I’ve been working on and off on the legal issues surrounding the NSA’s interception of communications directed to al Qaeda members overseas, some of which originated in the United States. I haven’t had time yet to write up a full analysis of the case law. For now, let me just say that the question does not appear to be close. Under all existing authorities, the NSA program, as we understand the facts, was legal.
For now, let me simply quote the November 2002 decision of the United States Foreign Intelligence Surveillance Court of Review, in Sealed Case No. 02-001:
The Truong court [United States v. Truong Dinh Hung, 4th Cir. 1980], as did all the other courts to have decided the issue, held that the President did have inherent authority to conduct warrantless searches to obtain foreign intelligence information. *** We take for granted that the President does have that authority and, assuming that is so, FISA could not encroach on the President’s constitutional power.

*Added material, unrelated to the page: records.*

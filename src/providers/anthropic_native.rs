use std::time::Duration;

use async_trait::async_trait;
use reqwest::Client;
use serde_json::{json, Value};
use tracing::info;
use zeroize::Zeroize;

use super::error::ProviderError;
use super::{
    normalize_model, ChatMessage, ChatOptions, LlmProvider, LlmResponse, LlmToolCall, UsageInfo,
};

/// Adapter for the Anthropic Messages API.
///
/// The dialect differs from chat-completions in three ways this adapter
/// must bridge losslessly: the system prompt is a top-level field, tool
/// calls are `tool_use` content blocks inside assistant turns, and tool
/// responses are `tool_result` blocks inside *user* turns. Roles must
/// strictly alternate, so adjacent same-role messages are merged.
pub struct AnthropicNativeProvider {
    client: Client,
    base_url: String,
    api_key: String,
    default_model: String,
}

impl Drop for AnthropicNativeProvider {
    fn drop(&mut self) {
        self.api_key.zeroize();
    }
}

impl AnthropicNativeProvider {
    pub fn new(api_key: &str, default_model: &str) -> anyhow::Result<Self> {
        let client = super::build_http_client(Duration::from_secs(120))?;
        let default_model = if default_model.is_empty() {
            "claude-3-5-sonnet-20241022".to_string()
        } else {
            normalize_model(default_model).to_string()
        };
        Ok(Self {
            client,
            base_url: "https://api.anthropic.com/v1".to_string(),
            api_key: api_key.to_string(),
            default_model,
        })
    }

    fn convert_messages(messages: &[ChatMessage]) -> (Option<String>, Vec<Value>) {
        let mut system: Option<String> = None;
        let mut out: Vec<Value> = Vec::new();

        for m in messages {
            match m.role.as_str() {
                "system" => {
                    if let Some(existing) = &mut system {
                        existing.push_str("\n\n");
                        existing.push_str(&m.content);
                    } else {
                        system = Some(m.content.clone());
                    }
                }
                "user" => {
                    out.push(json!({
                        "role": "user",
                        "content": [{ "type": "text", "text": m.content }],
                    }));
                }
                "assistant" => {
                    let mut blocks = Vec::new();
                    if !m.content.is_empty() {
                        blocks.push(json!({ "type": "text", "text": m.content }));
                    }
                    for tc in &m.tool_calls {
                        blocks.push(json!({
                            "type": "tool_use",
                            "id": tc.id,
                            "name": tc.name,
                            "input": tc.arguments,
                        }));
                    }
                    if !blocks.is_empty() {
                        out.push(json!({ "role": "assistant", "content": blocks }));
                    }
                }
                "tool" => {
                    let id = m.tool_call_id.clone().unwrap_or_default();
                    out.push(json!({
                        "role": "user",
                        "content": [{
                            "type": "tool_result",
                            "tool_use_id": id,
                            "content": m.content,
                        }],
                    }));
                }
                _ => {}
            }
        }

        (system, merge_adjacent_roles(out))
    }

    fn convert_tools(tools: &[Value]) -> Option<Vec<Value>> {
        if tools.is_empty() {
            return None;
        }
        let converted = tools
            .iter()
            .filter_map(|t| t.get("function"))
            .map(|f| {
                json!({
                    "name": f["name"],
                    "description": f.get("description").cloned().unwrap_or(json!("")),
                    "input_schema": f["parameters"],
                })
            })
            .collect();
        Some(converted)
    }

    fn parse_response(data: &Value) -> LlmResponse {
        let mut content = String::new();
        let mut tool_calls = Vec::new();

        if let Some(blocks) = data["content"].as_array() {
            for block in blocks {
                match block["type"].as_str().unwrap_or("") {
                    "text" => {
                        if let Some(t) = block["text"].as_str() {
                            content.push_str(t);
                        }
                    }
                    "tool_use" => {
                        tool_calls.push(LlmToolCall {
                            id: block["id"].as_str().unwrap_or("").to_string(),
                            name: block["name"].as_str().unwrap_or("").to_string(),
                            arguments: block["input"].clone(),
                        });
                    }
                    _ => {}
                }
            }
        }

        let usage = data.get("usage").map(|u| {
            let input = u["input_tokens"].as_u64().unwrap_or(0);
            let output = u["output_tokens"].as_u64().unwrap_or(0);
            UsageInfo {
                prompt_tokens: input,
                completion_tokens: output,
                total_tokens: input + output,
            }
        });

        LlmResponse {
            content,
            tool_calls,
            finish_reason: data["stop_reason"].as_str().unwrap_or("").to_string(),
            usage,
        }
    }
}

/// The Messages API rejects consecutive same-role messages, which the
/// loop produces when several tool results follow one assistant turn.
fn merge_adjacent_roles(messages: Vec<Value>) -> Vec<Value> {
    let mut result: Vec<Value> = Vec::new();
    for msg in messages {
        if let Some(last) = result.last_mut() {
            if last["role"] == msg["role"] {
                let mut blocks = msg["content"].as_array().cloned().unwrap_or_default();
                if let Some(existing) = last["content"].as_array_mut() {
                    existing.append(&mut blocks);
                }
                continue;
            }
        }
        result.push(msg);
    }
    result
}

#[async_trait]
impl LlmProvider for AnthropicNativeProvider {
    async fn chat(
        &self,
        messages: &[ChatMessage],
        tools: &[Value],
        model: &str,
        options: &ChatOptions,
    ) -> anyhow::Result<LlmResponse> {
        if self.api_key.is_empty() {
            anyhow::bail!("anthropic: API key not configured");
        }

        let model = {
            let m = normalize_model(model);
            if m.starts_with("claude-") {
                m
            } else {
                self.default_model.as_str()
            }
        };

        let (system, converted) = Self::convert_messages(messages);
        let mut body = json!({
            "model": model,
            "max_tokens": options.max_tokens,
            "messages": converted,
        });
        if let Some(sys) = system {
            body["system"] = json!(sys);
        }
        if let Some(tools) = Self::convert_tools(tools) {
            body["tools"] = json!(tools);
        }

        info!(model, url = %self.base_url, "Calling Anthropic Messages API");

        let request = self
            .client
            .post(format!("{}/messages", self.base_url))
            .header("x-api-key", &self.api_key)
            .header("anthropic-version", "2023-06-01")
            .header("content-type", "application/json")
            .json(&body);

        let resp = tokio::select! {
            r = request.send() => r.map_err(|e| anyhow::Error::from(ProviderError::network(&e)))?,
            _ = options.cancel.cancelled() => return Err(ProviderError::cancelled().into()),
        };

        let status = resp.status();
        let text = resp.text().await?;
        if !status.is_success() {
            return Err(ProviderError::from_status(status.as_u16(), &text).into());
        }

        let data: Value = serde_json::from_str(&text)?;
        Ok(Self::parse_response(&data))
    }

    fn default_model(&self) -> &str {
        &self.default_model
    }
}

#[cfg(test)]
mod tests {
    use super::*;

    #[test]
    fn system_is_extracted_and_tool_flow_translated() {
        let call = LlmToolCall {
            id: "toolu_1".into(),
            name: "exec".into(),
            arguments: json!({"command": "ls"}),
        };
        let messages = vec![
            ChatMessage::system("be helpful"),
            ChatMessage::user("list files"),
            ChatMessage::assistant_with_call("", call),
            ChatMessage::tool("toolu_1", "exec", "a.txt"),
        ];
        let (system, converted) = AnthropicNativeProvider::convert_messages(&messages);
        assert_eq!(system.as_deref(), Some("be helpful"));

        assert_eq!(converted.len(), 3);
        assert_eq!(converted[0]["role"], "user");
        assert_eq!(converted[1]["role"], "assistant");
        assert_eq!(converted[1]["content"][0]["type"], "tool_use");
        assert_eq!(converted[1]["content"][0]["id"], "toolu_1");
        assert_eq!(converted[1]["content"][0]["input"]["command"], "ls");
        assert_eq!(converted[2]["role"], "user");
        assert_eq!(converted[2]["content"][0]["type"], "tool_result");
        assert_eq!(converted[2]["content"][0]["tool_use_id"], "toolu_1");
    }

    #[test]
    fn adjacent_tool_results_merge_into_one_user_turn() {
        let messages = vec![
            ChatMessage::user("go"),
            ChatMessage {
                role: "assistant".into(),
                content: String::new(),
                tool_calls: vec![
                    LlmToolCall {
                        id: "t1".into(),
                        name: "exec".into(),
                        arguments: json!({}),
                    },
                    LlmToolCall {
                        id: "t2".into(),
                        name: "web_fetch".into(),
                        arguments: json!({}),
                    },
                ],
                ..Default::default()
            },
            ChatMessage::tool("t1", "exec", "out1"),
            ChatMessage::tool("t2", "web_fetch", "out2"),
        ];
        let (_, converted) = AnthropicNativeProvider::convert_messages(&messages);
        // user, assistant, merged user (two tool_result blocks)
        assert_eq!(converted.len(), 3);
        let blocks = converted[2]["content"].as_array().unwrap();
        assert_eq!(blocks.len(), 2);
        assert_eq!(blocks[0]["tool_use_id"], "t1");
        assert_eq!(blocks[1]["tool_use_id"], "t2");
    }

    #[test]
    fn tools_convert_to_input_schema() {
        let tools = vec![json!({
            "type": "function",
            "function": {
                "name": "exec",
                "description": "run a command",
                "parameters": { "type": "object" }
            }
        })];
        let converted = AnthropicNativeProvider::convert_tools(&tools).unwrap();
        assert_eq!(converted[0]["name"], "exec");
        assert_eq!(converted[0]["input_schema"]["type"], "object");
        assert!(AnthropicNativeProvider::convert_tools(&[]).is_none());
    }

    #[test]
    fn parse_response_extracts_text_and_tool_use() {
        let data = json!({
            "content": [
                { "type": "text", "text": "checking" },
                { "type": "tool_use", "id": "toolu_2", "name": "exec", "input": {"command": "pwd"} }
            ],
            "stop_reason": "tool_use",
            "usage": { "input_tokens": 7, "output_tokens": 3 }
        });
        let resp = AnthropicNativeProvider::parse_response(&data);
        assert_eq!(resp.content, "checking");
        assert_eq!(resp.tool_calls.len(), 1);
        assert_eq!(resp.tool_calls[0].id, "toolu_2");
        assert_eq!(resp.tool_calls[0].arguments["command"], "pwd");
        assert_eq!(resp.finish_reason, "tool_use");
        assert_eq!(resp.usage.unwrap().total_tokens, 10);
    }
}
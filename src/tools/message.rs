use std::collections::HashMap;
use std::sync::{Arc, RwLock};

use async_trait::async_trait;
use serde_json::{json, Value};

use crate::bus::{MessageBus, OutboundMessage};

use super::{Tool, ToolErrorCode, ToolRequest, ToolResponse};

/// Where a task's replies go.
#[derive(Debug, Clone)]
pub struct ReplyTarget {
    pub channel: String,
    pub chat_id: String,
}

/// Emits an outbound message using the task's registered reply target.
/// This tool exclusively owns the task -> (channel, chat_id) mapping;
/// the loop registers it at task start and clears it on termination.
pub struct MessageTool {
    bus: Arc<MessageBus>,
    targets: RwLock<HashMap<String, ReplyTarget>>,
    safe_mode: bool,
}

impl MessageTool {
    pub fn new(bus: Arc<MessageBus>, safe_mode: bool) -> Self {
        Self {
            bus,
            targets: RwLock::new(HashMap::new()),
            safe_mode,
        }
    }

    pub fn set_reply_target(&self, task_id: &str, channel: &str, chat_id: &str) {
        self.targets
            .write()
            .expect("reply target lock poisoned")
            .insert(
                task_id.to_string(),
                ReplyTarget {
                    channel: channel.to_string(),
                    chat_id: chat_id.to_string(),
                },
            );
    }

    pub fn reply_target(&self, task_id: &str) -> Option<ReplyTarget> {
        self.targets
            .read()
            .expect("reply target lock poisoned")
            .get(task_id)
            .cloned()
    }

    pub fn clear_reply_target(&self, task_id: &str) {
        self.targets
            .write()
            .expect("reply target lock poisoned")
            .remove(task_id);
    }
}

#[async_trait]
impl Tool for MessageTool {
    fn name(&self) -> &'static str {
        "message"
    }

    fn description(&self) -> &str {
        "Send a message to the user in the current conversation"
    }

    fn schema(&self) -> Value {
        json!({
            "name": "message",
            "description": "Send a message to the user in the current conversation.",
            "parameters": {
                "type": "object",
                "properties": {
                    "content": { "type": "string", "description": "Message content to send" }
                },
                "required": ["content"]
            }
        })
    }

    async fn execute(&self, req: ToolRequest) -> ToolResponse {
        if self.safe_mode {
            return ToolResponse::error(
                &req.tool_call_id,
                "message disabled in safe mode",
                "Message sending is disabled in safe mode.",
                ToolErrorCode::PermissionDenied,
                false,
            );
        }

        let content = match req.arg_str("content") {
            Some(c) if !c.is_empty() => c.to_string(),
            _ => {
                return ToolResponse::error(
                    &req.tool_call_id,
                    "Missing 'content' argument",
                    "Content is required.",
                    ToolErrorCode::PermissionDenied,
                    false,
                )
            }
        };

        let target = self.reply_target(&req.task_id).unwrap_or(ReplyTarget {
            channel: "cli".to_string(),
            chat_id: "default".to_string(),
        });

        self.bus.publish_outbound(OutboundMessage {
            channel: target.channel,
            chat_id: target.chat_id,
            content,
        });

        ToolResponse::success(&req.tool_call_id, "Message sent.", "Message sent.", None)
    }
}

#[cfg(test)]
mod tests {
    use super::*;
    use tokio_util::sync::CancellationToken;

    fn request(task_id: &str, content: Option<&str>) -> ToolRequest {
        ToolRequest {
            tool_call_id: "c1".into(),
            task_id: task_id.into(),
            agent_id: "main".into(),
            name: "message".into(),
            args: match content {
                Some(c) => json!({"content": c}),
                None => json!({}),
            },
            cancel: CancellationToken::new(),
        }
    }

    #[tokio::test]
    async fn sends_to_registered_target() {
        let bus = Arc::new(MessageBus::new(8));
        let tool = MessageTool::new(bus.clone(), false);
        tool.set_reply_target("t1", "whatsapp", "chat-9");

        let resp = tool.execute(request("t1", Some("ping"))).await;
        assert!(!resp.is_error);

        let cancel = CancellationToken::new();
        let out = bus.consume_outbound(&cancel).await.unwrap();
        assert_eq!(out.channel, "whatsapp");
        assert_eq!(out.chat_id, "chat-9");
        assert_eq!(out.content, "ping");
    }

    #[tokio::test]
    async fn unregistered_task_falls_back_to_cli() {
        let bus = Arc::new(MessageBus::new(8));
        let tool = MessageTool::new(bus.clone(), false);

        tool.execute(request("ghost", Some("hello"))).await;
        let cancel = CancellationToken::new();
        let out = bus.consume_outbound(&cancel).await.unwrap();
        assert_eq!(out.channel, "cli");
        assert_eq!(out.chat_id, "default");
    }

    #[tokio::test]
    async fn clear_removes_target() {
        let bus = Arc::new(MessageBus::new(8));
        let tool = MessageTool::new(bus, false);
        tool.set_reply_target("t1", "whatsapp", "c");
        assert!(tool.reply_target("t1").is_some());
        tool.clear_reply_target("t1");
        assert!(tool.reply_target("t1").is_none());
    }

    #[tokio::test]
    async fn missing_content_denied() {
        let bus = Arc::new(MessageBus::new(8));
        let tool = MessageTool::new(bus, false);
        let resp = tool.execute(request("t1", None)).await;
        assert!(resp.is_error);
        assert_eq!(resp.code, Some(ToolErrorCode::PermissionDenied));
    }

    #[tokio::test]
    async fn safe_mode_denies() {
        let bus = Arc::new(MessageBus::new(8));
        let tool = MessageTool::new(bus, true);
        let resp = tool.execute(request("t1", Some("x"))).await;
        assert!(resp.is_error);
    }
}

And those are cases that deal with electronic intercepts inside the United States. A fortiori, intercepts outside the United States that coincidentally sweep in messages sent from America would seem to be obviously within the President’s inherent Article II powers. So far, I have found no authority to the contrary.
Thanks to reader Andrew Strnad.
UPDATE: Andrew McCarthy, a former federal prosecutor, lists twenty-eight categories of warrantless searches that are approved under current law.